[Stored data]
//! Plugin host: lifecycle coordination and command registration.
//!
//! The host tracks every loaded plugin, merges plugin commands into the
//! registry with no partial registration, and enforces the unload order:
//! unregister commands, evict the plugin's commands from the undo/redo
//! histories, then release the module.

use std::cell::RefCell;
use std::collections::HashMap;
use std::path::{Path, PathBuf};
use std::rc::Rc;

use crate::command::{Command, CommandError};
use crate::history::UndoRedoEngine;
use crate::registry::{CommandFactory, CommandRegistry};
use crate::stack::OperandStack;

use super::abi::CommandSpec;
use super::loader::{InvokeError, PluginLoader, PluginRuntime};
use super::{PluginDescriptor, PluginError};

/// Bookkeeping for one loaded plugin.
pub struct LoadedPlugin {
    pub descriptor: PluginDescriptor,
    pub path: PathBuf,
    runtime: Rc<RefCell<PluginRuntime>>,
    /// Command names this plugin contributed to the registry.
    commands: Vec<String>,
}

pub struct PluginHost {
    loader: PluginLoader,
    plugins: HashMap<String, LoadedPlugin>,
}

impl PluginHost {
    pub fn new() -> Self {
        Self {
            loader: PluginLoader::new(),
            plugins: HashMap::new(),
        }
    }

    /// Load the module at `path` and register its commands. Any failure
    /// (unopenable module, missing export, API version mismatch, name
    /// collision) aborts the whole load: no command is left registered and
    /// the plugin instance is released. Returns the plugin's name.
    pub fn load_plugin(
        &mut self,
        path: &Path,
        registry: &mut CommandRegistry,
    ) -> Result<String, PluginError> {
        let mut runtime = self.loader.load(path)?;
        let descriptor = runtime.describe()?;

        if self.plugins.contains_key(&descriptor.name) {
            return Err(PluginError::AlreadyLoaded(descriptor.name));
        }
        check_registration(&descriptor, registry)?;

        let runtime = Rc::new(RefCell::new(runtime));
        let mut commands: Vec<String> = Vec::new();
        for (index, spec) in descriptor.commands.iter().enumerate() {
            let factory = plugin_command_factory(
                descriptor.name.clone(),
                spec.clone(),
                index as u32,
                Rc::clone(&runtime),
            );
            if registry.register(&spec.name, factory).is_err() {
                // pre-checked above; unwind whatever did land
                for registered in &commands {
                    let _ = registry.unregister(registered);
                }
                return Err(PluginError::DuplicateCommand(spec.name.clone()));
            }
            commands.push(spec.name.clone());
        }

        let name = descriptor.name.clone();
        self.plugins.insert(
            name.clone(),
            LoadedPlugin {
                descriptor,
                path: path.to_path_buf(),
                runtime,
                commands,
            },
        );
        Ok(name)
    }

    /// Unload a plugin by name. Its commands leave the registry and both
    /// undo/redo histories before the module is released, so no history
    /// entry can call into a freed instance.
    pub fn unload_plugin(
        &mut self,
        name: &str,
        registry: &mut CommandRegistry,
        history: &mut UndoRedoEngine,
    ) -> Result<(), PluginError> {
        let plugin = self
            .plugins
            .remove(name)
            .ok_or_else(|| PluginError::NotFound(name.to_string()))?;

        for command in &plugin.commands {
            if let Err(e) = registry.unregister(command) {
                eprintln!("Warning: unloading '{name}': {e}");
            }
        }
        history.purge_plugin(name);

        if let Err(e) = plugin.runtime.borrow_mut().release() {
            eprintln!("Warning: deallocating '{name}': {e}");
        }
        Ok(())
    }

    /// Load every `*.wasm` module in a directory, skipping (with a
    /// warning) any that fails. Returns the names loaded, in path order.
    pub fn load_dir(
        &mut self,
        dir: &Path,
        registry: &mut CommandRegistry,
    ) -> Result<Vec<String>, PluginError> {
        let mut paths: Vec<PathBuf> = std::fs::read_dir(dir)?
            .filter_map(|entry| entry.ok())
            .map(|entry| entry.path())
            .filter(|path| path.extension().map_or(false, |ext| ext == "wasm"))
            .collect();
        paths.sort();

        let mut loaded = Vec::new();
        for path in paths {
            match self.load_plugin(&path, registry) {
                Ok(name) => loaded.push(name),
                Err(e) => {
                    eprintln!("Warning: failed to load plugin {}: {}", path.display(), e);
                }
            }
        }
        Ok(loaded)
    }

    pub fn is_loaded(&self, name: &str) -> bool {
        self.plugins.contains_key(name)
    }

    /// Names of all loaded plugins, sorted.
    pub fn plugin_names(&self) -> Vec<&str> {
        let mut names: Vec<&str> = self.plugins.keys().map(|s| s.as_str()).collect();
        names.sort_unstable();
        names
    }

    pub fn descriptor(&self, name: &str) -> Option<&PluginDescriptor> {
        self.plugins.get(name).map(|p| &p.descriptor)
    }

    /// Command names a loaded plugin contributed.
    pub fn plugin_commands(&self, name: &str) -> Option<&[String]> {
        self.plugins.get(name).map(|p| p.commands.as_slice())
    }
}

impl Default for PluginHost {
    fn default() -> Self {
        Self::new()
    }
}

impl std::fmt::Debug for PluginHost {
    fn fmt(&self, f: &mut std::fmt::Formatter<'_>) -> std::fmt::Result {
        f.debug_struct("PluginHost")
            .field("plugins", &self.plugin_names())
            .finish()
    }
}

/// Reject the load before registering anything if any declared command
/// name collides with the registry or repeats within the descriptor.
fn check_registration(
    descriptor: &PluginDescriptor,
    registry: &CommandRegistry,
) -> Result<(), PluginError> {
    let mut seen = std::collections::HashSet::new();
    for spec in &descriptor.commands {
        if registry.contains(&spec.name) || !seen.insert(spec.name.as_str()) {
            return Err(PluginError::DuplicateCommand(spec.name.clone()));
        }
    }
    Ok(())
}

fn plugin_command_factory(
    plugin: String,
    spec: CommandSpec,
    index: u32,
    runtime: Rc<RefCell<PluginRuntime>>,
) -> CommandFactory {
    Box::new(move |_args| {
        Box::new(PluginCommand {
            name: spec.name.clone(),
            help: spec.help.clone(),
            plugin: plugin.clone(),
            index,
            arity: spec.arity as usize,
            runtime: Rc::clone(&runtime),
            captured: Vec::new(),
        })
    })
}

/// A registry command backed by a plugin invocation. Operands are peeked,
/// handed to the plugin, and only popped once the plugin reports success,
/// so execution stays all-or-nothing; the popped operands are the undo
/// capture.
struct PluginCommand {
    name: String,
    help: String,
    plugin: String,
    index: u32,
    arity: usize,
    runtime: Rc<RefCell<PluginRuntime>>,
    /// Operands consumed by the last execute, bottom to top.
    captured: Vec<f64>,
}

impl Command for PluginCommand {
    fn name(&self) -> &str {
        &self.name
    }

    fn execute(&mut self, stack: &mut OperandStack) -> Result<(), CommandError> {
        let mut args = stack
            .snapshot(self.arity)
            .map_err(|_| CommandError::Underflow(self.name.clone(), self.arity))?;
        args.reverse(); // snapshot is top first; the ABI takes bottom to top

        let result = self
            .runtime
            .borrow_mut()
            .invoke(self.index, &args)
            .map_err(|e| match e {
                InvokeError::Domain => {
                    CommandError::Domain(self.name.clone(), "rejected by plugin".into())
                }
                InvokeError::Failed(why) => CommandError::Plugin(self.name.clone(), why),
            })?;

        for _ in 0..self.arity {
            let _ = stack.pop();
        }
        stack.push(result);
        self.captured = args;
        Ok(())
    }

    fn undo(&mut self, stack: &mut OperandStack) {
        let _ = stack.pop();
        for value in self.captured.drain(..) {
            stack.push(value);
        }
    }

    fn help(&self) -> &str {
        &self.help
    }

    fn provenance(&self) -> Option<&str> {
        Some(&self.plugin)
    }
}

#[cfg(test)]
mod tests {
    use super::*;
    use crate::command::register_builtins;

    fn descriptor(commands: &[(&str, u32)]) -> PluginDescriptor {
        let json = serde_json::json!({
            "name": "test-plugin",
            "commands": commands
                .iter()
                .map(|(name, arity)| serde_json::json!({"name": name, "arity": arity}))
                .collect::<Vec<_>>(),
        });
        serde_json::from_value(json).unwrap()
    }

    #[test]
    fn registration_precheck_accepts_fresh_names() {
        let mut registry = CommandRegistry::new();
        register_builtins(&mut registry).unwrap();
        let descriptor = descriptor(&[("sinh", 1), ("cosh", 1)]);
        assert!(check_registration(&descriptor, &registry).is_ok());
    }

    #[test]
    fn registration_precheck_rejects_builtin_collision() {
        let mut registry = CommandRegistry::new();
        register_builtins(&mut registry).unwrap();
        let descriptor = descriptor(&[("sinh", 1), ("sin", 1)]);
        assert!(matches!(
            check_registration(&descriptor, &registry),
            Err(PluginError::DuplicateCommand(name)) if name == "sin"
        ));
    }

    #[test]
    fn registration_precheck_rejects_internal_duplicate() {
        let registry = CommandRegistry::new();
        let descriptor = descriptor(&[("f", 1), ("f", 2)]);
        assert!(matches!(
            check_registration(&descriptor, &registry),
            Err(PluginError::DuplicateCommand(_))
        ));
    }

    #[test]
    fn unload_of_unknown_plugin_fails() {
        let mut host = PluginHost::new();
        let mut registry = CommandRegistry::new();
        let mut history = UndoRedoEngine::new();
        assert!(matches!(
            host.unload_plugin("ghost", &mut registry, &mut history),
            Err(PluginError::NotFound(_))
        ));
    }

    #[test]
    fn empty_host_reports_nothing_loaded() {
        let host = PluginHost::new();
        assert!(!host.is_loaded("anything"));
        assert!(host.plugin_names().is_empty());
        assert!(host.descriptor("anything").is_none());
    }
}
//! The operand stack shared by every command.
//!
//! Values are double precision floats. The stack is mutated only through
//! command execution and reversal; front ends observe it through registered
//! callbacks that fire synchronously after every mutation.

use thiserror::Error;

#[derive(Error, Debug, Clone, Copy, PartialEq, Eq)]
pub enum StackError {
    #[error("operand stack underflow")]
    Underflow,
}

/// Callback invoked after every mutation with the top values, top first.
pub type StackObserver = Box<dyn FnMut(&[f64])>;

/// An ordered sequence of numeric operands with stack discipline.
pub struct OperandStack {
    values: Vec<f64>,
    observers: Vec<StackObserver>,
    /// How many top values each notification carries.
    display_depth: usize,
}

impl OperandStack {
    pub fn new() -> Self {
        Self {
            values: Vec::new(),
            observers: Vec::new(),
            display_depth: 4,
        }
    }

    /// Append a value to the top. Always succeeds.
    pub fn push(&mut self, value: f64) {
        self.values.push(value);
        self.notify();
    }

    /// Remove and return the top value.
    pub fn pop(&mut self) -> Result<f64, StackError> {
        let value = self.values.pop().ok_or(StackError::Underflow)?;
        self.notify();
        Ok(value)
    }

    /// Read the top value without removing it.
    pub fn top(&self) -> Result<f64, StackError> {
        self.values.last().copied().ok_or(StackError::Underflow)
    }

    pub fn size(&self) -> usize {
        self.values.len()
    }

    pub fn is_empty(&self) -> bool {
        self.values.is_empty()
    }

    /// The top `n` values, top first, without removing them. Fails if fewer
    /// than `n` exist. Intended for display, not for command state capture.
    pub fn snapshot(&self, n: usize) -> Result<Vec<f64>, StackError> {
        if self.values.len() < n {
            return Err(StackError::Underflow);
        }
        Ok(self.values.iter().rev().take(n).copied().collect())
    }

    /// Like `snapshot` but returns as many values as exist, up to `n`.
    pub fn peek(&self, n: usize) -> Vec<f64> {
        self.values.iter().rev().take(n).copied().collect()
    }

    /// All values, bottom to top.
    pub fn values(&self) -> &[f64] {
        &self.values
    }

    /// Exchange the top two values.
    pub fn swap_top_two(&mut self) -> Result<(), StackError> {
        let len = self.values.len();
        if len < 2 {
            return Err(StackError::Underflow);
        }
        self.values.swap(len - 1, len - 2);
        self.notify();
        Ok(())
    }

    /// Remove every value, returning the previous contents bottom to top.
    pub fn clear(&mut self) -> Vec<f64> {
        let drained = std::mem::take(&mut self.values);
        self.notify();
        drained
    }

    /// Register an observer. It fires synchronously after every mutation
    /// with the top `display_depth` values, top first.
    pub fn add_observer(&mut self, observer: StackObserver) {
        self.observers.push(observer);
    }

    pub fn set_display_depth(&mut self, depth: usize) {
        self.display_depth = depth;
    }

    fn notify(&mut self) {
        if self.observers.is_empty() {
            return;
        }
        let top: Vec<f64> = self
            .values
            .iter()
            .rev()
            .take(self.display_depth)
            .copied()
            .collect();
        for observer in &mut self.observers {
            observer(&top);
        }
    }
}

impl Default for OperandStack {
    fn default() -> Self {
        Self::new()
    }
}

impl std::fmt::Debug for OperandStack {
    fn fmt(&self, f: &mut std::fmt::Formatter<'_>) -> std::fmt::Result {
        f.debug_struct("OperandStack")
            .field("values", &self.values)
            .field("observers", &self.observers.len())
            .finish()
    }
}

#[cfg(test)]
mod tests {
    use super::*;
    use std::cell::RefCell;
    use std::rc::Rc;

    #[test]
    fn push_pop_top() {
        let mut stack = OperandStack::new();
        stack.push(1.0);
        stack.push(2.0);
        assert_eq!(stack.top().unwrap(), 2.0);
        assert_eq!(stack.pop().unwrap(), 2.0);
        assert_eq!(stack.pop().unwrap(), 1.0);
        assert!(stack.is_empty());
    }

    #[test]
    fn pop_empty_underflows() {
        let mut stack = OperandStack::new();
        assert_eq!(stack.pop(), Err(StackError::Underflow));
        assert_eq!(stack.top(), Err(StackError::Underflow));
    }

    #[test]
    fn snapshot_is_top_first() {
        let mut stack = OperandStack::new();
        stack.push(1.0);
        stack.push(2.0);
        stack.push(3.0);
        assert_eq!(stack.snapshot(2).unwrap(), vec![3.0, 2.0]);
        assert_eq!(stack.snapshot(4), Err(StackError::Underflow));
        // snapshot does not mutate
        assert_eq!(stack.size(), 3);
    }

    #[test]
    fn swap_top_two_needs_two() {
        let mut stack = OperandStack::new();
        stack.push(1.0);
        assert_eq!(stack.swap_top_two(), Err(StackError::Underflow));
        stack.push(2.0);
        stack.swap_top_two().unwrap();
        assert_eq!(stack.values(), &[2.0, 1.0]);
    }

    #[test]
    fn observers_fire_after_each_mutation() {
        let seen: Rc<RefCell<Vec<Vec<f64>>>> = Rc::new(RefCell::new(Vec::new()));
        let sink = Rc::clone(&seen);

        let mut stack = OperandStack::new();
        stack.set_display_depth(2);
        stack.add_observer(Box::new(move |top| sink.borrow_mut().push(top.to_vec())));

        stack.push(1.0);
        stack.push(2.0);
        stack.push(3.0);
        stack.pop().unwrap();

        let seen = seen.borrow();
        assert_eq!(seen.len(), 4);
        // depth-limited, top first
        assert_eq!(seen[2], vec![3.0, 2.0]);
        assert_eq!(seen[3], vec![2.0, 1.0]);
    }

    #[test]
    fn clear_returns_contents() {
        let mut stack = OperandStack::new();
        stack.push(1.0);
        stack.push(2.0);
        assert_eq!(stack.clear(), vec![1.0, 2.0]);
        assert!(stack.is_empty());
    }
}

* * *

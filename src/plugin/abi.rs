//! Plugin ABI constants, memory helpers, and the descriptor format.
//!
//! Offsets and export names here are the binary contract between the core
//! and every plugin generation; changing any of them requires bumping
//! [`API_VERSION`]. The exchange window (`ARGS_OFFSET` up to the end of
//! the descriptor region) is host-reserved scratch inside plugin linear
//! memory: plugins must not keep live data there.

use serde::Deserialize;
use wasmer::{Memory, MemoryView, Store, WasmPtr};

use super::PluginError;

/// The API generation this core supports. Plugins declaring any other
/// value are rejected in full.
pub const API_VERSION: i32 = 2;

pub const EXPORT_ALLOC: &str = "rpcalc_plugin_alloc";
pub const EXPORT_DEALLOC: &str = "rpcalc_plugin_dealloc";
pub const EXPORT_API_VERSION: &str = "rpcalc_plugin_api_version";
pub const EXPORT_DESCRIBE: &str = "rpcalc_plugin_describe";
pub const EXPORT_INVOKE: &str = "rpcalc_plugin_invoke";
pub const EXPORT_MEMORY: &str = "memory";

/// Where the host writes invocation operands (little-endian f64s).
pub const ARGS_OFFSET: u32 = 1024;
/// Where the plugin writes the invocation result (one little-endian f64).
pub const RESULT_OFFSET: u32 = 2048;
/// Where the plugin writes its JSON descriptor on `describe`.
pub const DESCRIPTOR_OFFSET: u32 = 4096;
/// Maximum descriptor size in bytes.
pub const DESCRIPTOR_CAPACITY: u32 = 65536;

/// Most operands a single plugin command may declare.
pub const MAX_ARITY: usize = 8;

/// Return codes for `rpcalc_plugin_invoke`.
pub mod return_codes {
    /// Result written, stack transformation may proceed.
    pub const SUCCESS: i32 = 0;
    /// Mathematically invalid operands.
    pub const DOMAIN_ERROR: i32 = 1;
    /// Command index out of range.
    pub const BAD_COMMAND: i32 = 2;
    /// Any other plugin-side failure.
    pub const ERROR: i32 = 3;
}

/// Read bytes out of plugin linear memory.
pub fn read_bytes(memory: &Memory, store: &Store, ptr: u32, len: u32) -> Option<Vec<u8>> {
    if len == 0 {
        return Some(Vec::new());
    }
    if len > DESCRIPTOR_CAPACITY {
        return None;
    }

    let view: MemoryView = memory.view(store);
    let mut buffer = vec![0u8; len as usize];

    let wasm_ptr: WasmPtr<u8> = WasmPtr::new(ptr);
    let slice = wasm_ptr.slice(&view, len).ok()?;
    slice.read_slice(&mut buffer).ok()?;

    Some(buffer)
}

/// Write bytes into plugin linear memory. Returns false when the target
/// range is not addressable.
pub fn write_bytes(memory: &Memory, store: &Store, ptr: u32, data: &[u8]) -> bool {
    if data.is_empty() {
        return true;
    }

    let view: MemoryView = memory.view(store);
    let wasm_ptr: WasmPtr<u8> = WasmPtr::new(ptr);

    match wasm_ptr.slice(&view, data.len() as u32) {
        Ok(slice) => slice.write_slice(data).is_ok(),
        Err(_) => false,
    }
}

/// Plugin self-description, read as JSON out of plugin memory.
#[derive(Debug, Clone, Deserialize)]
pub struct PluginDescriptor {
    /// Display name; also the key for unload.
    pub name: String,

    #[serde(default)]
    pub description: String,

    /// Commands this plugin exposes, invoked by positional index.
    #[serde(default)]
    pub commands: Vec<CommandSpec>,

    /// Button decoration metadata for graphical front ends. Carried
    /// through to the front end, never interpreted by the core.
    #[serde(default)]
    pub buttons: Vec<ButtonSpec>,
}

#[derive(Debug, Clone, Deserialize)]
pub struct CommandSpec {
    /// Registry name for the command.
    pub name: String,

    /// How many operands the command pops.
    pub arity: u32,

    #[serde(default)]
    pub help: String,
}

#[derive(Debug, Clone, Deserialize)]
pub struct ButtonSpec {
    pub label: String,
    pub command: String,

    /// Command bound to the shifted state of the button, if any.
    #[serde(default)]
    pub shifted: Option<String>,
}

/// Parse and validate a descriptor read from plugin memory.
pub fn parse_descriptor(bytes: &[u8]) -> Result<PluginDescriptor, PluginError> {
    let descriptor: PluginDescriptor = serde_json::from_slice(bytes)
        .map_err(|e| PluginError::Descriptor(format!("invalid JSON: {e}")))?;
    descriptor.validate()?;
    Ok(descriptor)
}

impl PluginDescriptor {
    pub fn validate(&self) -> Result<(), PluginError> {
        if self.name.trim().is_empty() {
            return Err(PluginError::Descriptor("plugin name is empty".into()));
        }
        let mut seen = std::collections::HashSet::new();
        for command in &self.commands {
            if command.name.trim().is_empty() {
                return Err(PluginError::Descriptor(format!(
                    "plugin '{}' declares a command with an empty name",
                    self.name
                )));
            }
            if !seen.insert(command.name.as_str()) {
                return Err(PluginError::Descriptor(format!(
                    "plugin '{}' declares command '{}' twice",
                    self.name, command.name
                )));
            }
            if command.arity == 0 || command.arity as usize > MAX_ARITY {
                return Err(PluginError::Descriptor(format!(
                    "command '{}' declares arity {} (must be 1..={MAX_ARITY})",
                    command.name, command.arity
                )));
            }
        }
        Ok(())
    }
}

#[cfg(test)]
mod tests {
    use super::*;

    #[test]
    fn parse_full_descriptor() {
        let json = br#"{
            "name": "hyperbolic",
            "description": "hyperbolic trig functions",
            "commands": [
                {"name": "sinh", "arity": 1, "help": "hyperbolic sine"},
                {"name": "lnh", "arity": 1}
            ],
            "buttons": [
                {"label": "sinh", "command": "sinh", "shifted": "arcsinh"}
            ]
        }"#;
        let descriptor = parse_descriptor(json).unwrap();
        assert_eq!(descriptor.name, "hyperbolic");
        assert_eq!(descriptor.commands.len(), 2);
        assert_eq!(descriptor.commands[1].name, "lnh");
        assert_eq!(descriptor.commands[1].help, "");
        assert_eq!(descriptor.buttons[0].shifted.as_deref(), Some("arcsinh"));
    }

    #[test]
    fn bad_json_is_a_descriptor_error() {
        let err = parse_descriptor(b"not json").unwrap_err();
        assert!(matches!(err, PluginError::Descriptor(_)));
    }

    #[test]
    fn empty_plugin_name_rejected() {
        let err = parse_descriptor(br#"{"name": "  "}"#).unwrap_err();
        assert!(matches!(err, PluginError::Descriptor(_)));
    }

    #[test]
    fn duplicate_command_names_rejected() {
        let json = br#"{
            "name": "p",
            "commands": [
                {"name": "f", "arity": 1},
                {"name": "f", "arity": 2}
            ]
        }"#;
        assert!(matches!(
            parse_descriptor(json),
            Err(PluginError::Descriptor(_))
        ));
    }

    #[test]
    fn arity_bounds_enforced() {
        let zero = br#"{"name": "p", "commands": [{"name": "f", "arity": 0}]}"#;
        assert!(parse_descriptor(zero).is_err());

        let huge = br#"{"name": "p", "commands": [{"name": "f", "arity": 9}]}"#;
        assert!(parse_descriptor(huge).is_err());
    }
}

# [Task description]
Above are the records; repeat exactly the lines from the one holding "if let Err(e) = plugin.runtime.borrow_mut().release()" down to the one holding "skipping (with a", end lines included.

# [Result for this exercise]
        if let Err(e) = plugin.runtime.borrow_mut().release() {
            eprintln!("Warning: deallocating '{name}': {e}");
        }
        Ok(())
    }

    /// Load every `*.wasm` module in a directory, skipping (with a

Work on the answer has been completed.